If you are a mathematics educator, then this kind of problem is what we should shower our students because we must acknowledge that the stronger performance of our students, the more it reflects our curricular emphasis and our schools’ efforts in developing problem solving skills in our students.

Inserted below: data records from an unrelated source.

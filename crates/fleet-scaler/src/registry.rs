//! Server registry — the core's view of server lifecycle state.

use std::collections::HashMap;
use std::sync::RwLock;

use tracing::{info, warn};

use fleet_events::EventPublisher;
use fleet_state::{ClusterState, Server, ServerState};

use crate::ScalerError;

#[derive(Default)]
struct RegistryInner {
    servers: HashMap<String, Server>,
    /// cluster_id → server ids, insertion order.
    clusters: HashMap<String, Vec<String>>,
}

/// Tracks every server the scaler manages.
///
/// All reads return copies; the lock is never held across I/O. Lifecycle
/// events are dispatched on fresh tasks, so publishing a slow bus can
/// never stall a scale operation — attaching a publisher requires a Tokio
/// runtime at mutation time.
pub struct ServerRegistry {
    inner: RwLock<RegistryInner>,
    events: Option<EventPublisher>,
}

impl ServerRegistry {
    pub fn new() -> Self {
        Self {
            inner: RwLock::new(RegistryInner::default()),
            events: None,
        }
    }

    /// Publish lifecycle events (`server_added` etc.) onto the bus.
    pub fn with_events(mut self, events: EventPublisher) -> Self {
        self.events = Some(events);
        self
    }

    /// Register a new server.
    pub fn add(&self, server: Server) {
        {
            let mut inner = self.inner.write().unwrap();
            inner
                .clusters
                .entry(server.cluster_id.clone())
                .or_default()
                .push(server.id.clone());
            inner.servers.insert(server.id.clone(), server.clone());
        }

        info!(
            cluster_id = %server.cluster_id,
            server_id = %server.id,
            state = ?server.state,
            "server added"
        );
        if let Some(ref events) = self.events {
            let events = events.clone();
            tokio::spawn(async move {
                events.server_added(&server);
            });
        }
    }

    /// Advance a server's lifecycle state.
    ///
    /// Backward transitions are rejected; the lifecycle is monotonic.
    pub fn update_state(&self, server_id: &str, new_state: ServerState) -> Result<(), ScalerError> {
        let (updated, old_state) = {
            let mut inner = self.inner.write().unwrap();
            let server = inner
                .servers
                .get_mut(server_id)
                .ok_or_else(|| ScalerError::ServerNotFound(server_id.to_string()))?;

            let old_state = server.state;
            if !old_state.can_transition_to(new_state) {
                warn!(
                    %server_id,
                    from = ?old_state,
                    to = ?new_state,
                    "rejected backward server state transition"
                );
                return Err(ScalerError::InvalidTransition(
                    format!("{old_state:?}"),
                    format!("{new_state:?}"),
                ));
            }

            match new_state {
                ServerState::Active => server.activate(),
                ServerState::Draining => server.drain(),
                ServerState::Terminated => server.terminate(),
                ServerState::Provisioning => {}
            }
            (server.clone(), old_state)
        };

        info!(
            cluster_id = %updated.cluster_id,
            %server_id,
            from = ?old_state,
            to = ?new_state,
            "server state changed"
        );
        if let Some(ref events) = self.events {
            let events = events.clone();
            tokio::spawn(async move {
                match new_state {
                    ServerState::Active => events.server_activated(&updated),
                    ServerState::Terminated => events.server_removed(&updated),
                    _ => {}
                }
            });
        }
        Ok(())
    }

    /// Look up a server by id.
    pub fn server(&self, server_id: &str) -> Option<Server> {
        let inner = self.inner.read().unwrap();
        inner.servers.get(server_id).cloned()
    }

    /// Every server of a cluster, including terminated ones.
    pub fn cluster_servers(&self, cluster_id: &str) -> Vec<Server> {
        let inner = self.inner.read().unwrap();
        inner
            .clusters
            .get(cluster_id)
            .map(|ids| {
                ids.iter()
                    .filter_map(|id| inner.servers.get(id).cloned())
                    .collect()
            })
            .unwrap_or_default()
    }

    /// Active servers of a cluster, oldest first.
    pub fn active_servers(&self, cluster_id: &str) -> Vec<Server> {
        let inner = self.inner.read().unwrap();
        inner
            .clusters
            .get(cluster_id)
            .map(|ids| {
                ids.iter()
                    .filter_map(|id| inner.servers.get(id))
                    .filter(|s| s.is_active())
                    .cloned()
                    .collect()
            })
            .unwrap_or_default()
    }

    /// Snapshot of the cluster's counts. Terminated servers never count.
    pub fn cluster_state(&self, cluster_id: &str) -> ClusterState {
        let inner = self.inner.read().unwrap();
        let mut state = ClusterState {
            cluster_id: cluster_id.to_string(),
            ..ClusterState::default()
        };

        let Some(ids) = inner.clusters.get(cluster_id) else {
            return state;
        };
        for id in ids {
            let Some(server) = inner.servers.get(id) else {
                continue;
            };
            match server.state {
                ServerState::Provisioning => {
                    state.provisioning_count += 1;
                    state.total_servers += 1;
                }
                ServerState::Active => {
                    state.active_servers += 1;
                    state.total_servers += 1;
                }
                ServerState::Draining => {
                    state.draining_count += 1;
                    state.total_servers += 1;
                }
                ServerState::Terminated => {}
            }
        }
        state
    }

    /// Drop terminated servers from the registry. Returns how many.
    pub fn cleanup_terminated(&self, cluster_id: &str) -> usize {
        let mut inner = self.inner.write().unwrap();
        let Some(ids) = inner.clusters.get(cluster_id).cloned() else {
            return 0;
        };

        let mut kept = Vec::with_capacity(ids.len());
        let mut removed = 0;
        for id in ids {
            let terminated = inner
                .servers
                .get(&id)
                .is_some_and(|s| s.state == ServerState::Terminated);
            if terminated {
                inner.servers.remove(&id);
                removed += 1;
            } else {
                kept.push(id);
            }
        }
        inner.clusters.insert(cluster_id.to_string(), kept);
        removed
    }
}

impl Default for ServerRegistry {
    fn default() -> Self {
        Self::new()
    }
}
//! fleet-analyzer — rolling statistics over collected telemetry.
//!
//! Turns a raw `ClusterMetrics` sample into an `AnalyzedMetrics` with
//! threshold classification, trend, and spike detection, plus a
//! `SustainedTracker` that times how long CPU has held above/below its
//! thresholds.
//!
//! # Analysis algorithm
//!
//! ```text
//! status:  cpu ≥ 95 → critical; cpu ≥ cpu_high → warning; else normal
//!          (memory mirrors this with memory_high)
//!
//! trend:   over snapshots inside trend_window (need ≥ 3):
//!          Δ = mean(upper half) − mean(lower half)
//!          Δ > +3 → rising; Δ < −3 → falling; else stable
//!
//! spike:   baseline = most recent snapshot older than 60 s
//!          (fallback: the immediately prior snapshot)
//!          change% = (current − baseline) / baseline × 100
//!          spike when change% ≥ spike_threshold
//! ```
//!
//! Per-cluster history is bounded (`max_history_len`, oldest evicted).

pub mod analyzer;
pub mod sustained;

pub use analyzer::{Analyzer, AnalyzerConfig, CpuSnapshot};
pub use sustained::SustainedTracker;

Now, back to our problem. There are at least two ways to tackle this problem effectively and I will lead you one after another on two separate blog posts:

Method I:

If we let $x=a-135^{\circ}$, where $a\in R$, we see that we have:

$\begin{align*}\sin x&=\sin (a-135^{\circ})\\&=\dfrac{-\sin a-\cos a}{\sqrt{2}}\end{align*}$ and

$\begin{align*}\cos x&=\cos (a-135^{\circ})\\&=\dfrac{-\cos a+\sin a}{\sqrt{2}}\end{align*}$ and adding these two yields

$\begin{align*}\sin x+\cos x&=\dfrac{-\sin a-\cos a}{\sqrt{2}}+\dfrac{-\cos a+\sin a}{\sqrt{2}}\\&=-\sqrt{2}\cos a\end{align*}$

Similarly,

$\begin{align*}\tan x&=\tan(a-135^{\circ})\\&=\dfrac{\sin a+\cos a}{\cos a-\sin a}\end{align*}$ and

$\begin{align*}\cot x&=\cot(a-135^{\circ})\\&=\dfrac{\cos a-\sin a}{\sin a+\cos a}\end{align*}$ and adding them up gives

$\begin{align*}\tan x+\cot x&=\dfrac{\sin a+\cos a}{\cos a-\sin a}+\dfrac{\cos a-\sin a}{\sin a+\cos a}\\&=\dfrac{2}{\cos^2 a-\sin^2 a}\end{align*}$

Finally,

$\begin{align*}\sec x&=\dfrac{1}{\cos x}\\&=-\dfrac{\sqrt{2}}{\sin a+\cos a}\end{align*}$ and

$\begin{align*}\csc x&=\dfrac{1}{\sin x}\\&=\dfrac{\sqrt{2}}{\sin a-\cos a}\end{align*}$, adding the two gives

$\begin{align*}\sec x+\csc x&=-\dfrac{\sqrt{2}}{\sin a+\cos a}+\dfrac{\sqrt{2}}{\sin a-\cos a}\\&=\dfrac{2\sqrt{2}\cos a}{\sin^2 a-\cos^2 a}\end{align*}$

$\therefore|\sin x+\cos x+\tan x+\cot x+\sec x+\csc x|$

$=|-\sqrt{2}\cos a+\dfrac{2}{\cos^2 a-\sin^2 a}+\dfrac{2\sqrt{2}\cos a}{\sin^2 a-\cos^2 a}|$

$=|-\sqrt{2}\cos a+\dfrac{2}{\cos^2 a-\sin^2 a}-\dfrac{2\sqrt{2}\cos a}{\cos^2 a-\sin^2 a}|$

$=|-\sqrt{2}\cos a+\dfrac{2-2\sqrt{2}\cos a}{\cos^2 a-\sin^2 a}|$

$=|-\sqrt{2}\cos a+\dfrac{2-2\sqrt{2}\cos a}{2\cos^2 a-1}|$

$=|-\sqrt{2}\cos a+\dfrac{2-2\sqrt{2}\cos a}{(\sqrt{2}\cos a-1)(\sqrt{2}\cos a+1)}|$

$=|-\sqrt{2}\cos a+\dfrac{2(1-\sqrt{2}\cos a)}{(\sqrt{2}\cos a-1)(\sqrt{2}\cos a+1)}|$

$=|-\sqrt{2}\cos a-\dfrac{2}{\sqrt{2}\cos a+1}|$

$=|-\left(\sqrt{2}\cos a+\dfrac{2}{\sqrt{2}\cos a+1} \right)|$

$=|\sqrt{2}\cos a+\dfrac{2}{\sqrt{2}\cos a+1}|$

$=|\sqrt{2}\cos a+1+\dfrac{2}{\sqrt{2}\cos a+1}-1|$

Treat $\sqrt{2}\cos a>0$, we can hence apply the AM-GM inequality to the following:

$(\sqrt{2}\cos a+1)+\dfrac{2}{\sqrt{2}\cos a+1}\ge 2\sqrt{\cancel{(\sqrt{2}\cos a+1)}\left(\dfrac{2}{\cancel{(\sqrt{2}\cos a+1)}} \right)}= 2\sqrt{2}$

Since $\sqrt{2}\cos a+\dfrac{2}{\sqrt{2}\cos a+1} = 2 \sqrt{2}-1$ does have solutions, we can conclude by now that

$\displaystyle |\sin x+\cos x+\tan x+\cot x+\sec x+\csc x|$ is $2 \sqrt{2}-1$.